**TASK TO CARRY OUT**. Retrieve every line of the data holding the word "String".

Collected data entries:
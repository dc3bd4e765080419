use thiserror::Error;

#[derive(Error, Debug)]
pub enum Error {
    #[error("IO error: {0}")]
    Io(#[from] std::io::Error),

    #[error("Serialization error: {0}")]
    Serialization(#[from] serde_json::Error),

    #[error("Storage error: {0}")]
    Storage(String),

    #[error("Invalid URL: {0}")]
    InvalidUrl(String),

    #[error("Invalid input: {0}")]
    InvalidInput(String),

    #[error("Backend settings are not configured")]
    NotConfigured,

    #[error("No new articles found")]
    NothingNew,

    /// The fetch service answered with a non-success status.
    #[error("{message}")]
    Backend { status: u16, message: String },

    #[error("Scraping error: {0}")]
    Scraping(String),

    #[error("Inference error: {0}")]
    Inference(String),

    #[error("HTTP error: {0}")]
    Http(#[from] reqwest::Error),

    #[error("External error: {0}")]
    External(#[from] anyhow::Error),
}

impl Error {
    /// Errors caused by what the user typed rather than by a collaborator.
    pub fn is_user_error(&self) -> bool {
        matches!(
            self,
            Error::InvalidUrl(_) | Error::InvalidInput(_) | Error::NotConfigured
        )
    }
}

pub type Result<T> = std::result::Result<T, Error>;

**YOUR RESPONSE**.
    Storage(String),
    InvalidUrl(String),
    InvalidInput(String),
    Backend { status: u16, message: String },
    Scraping(String),
    Inference(String),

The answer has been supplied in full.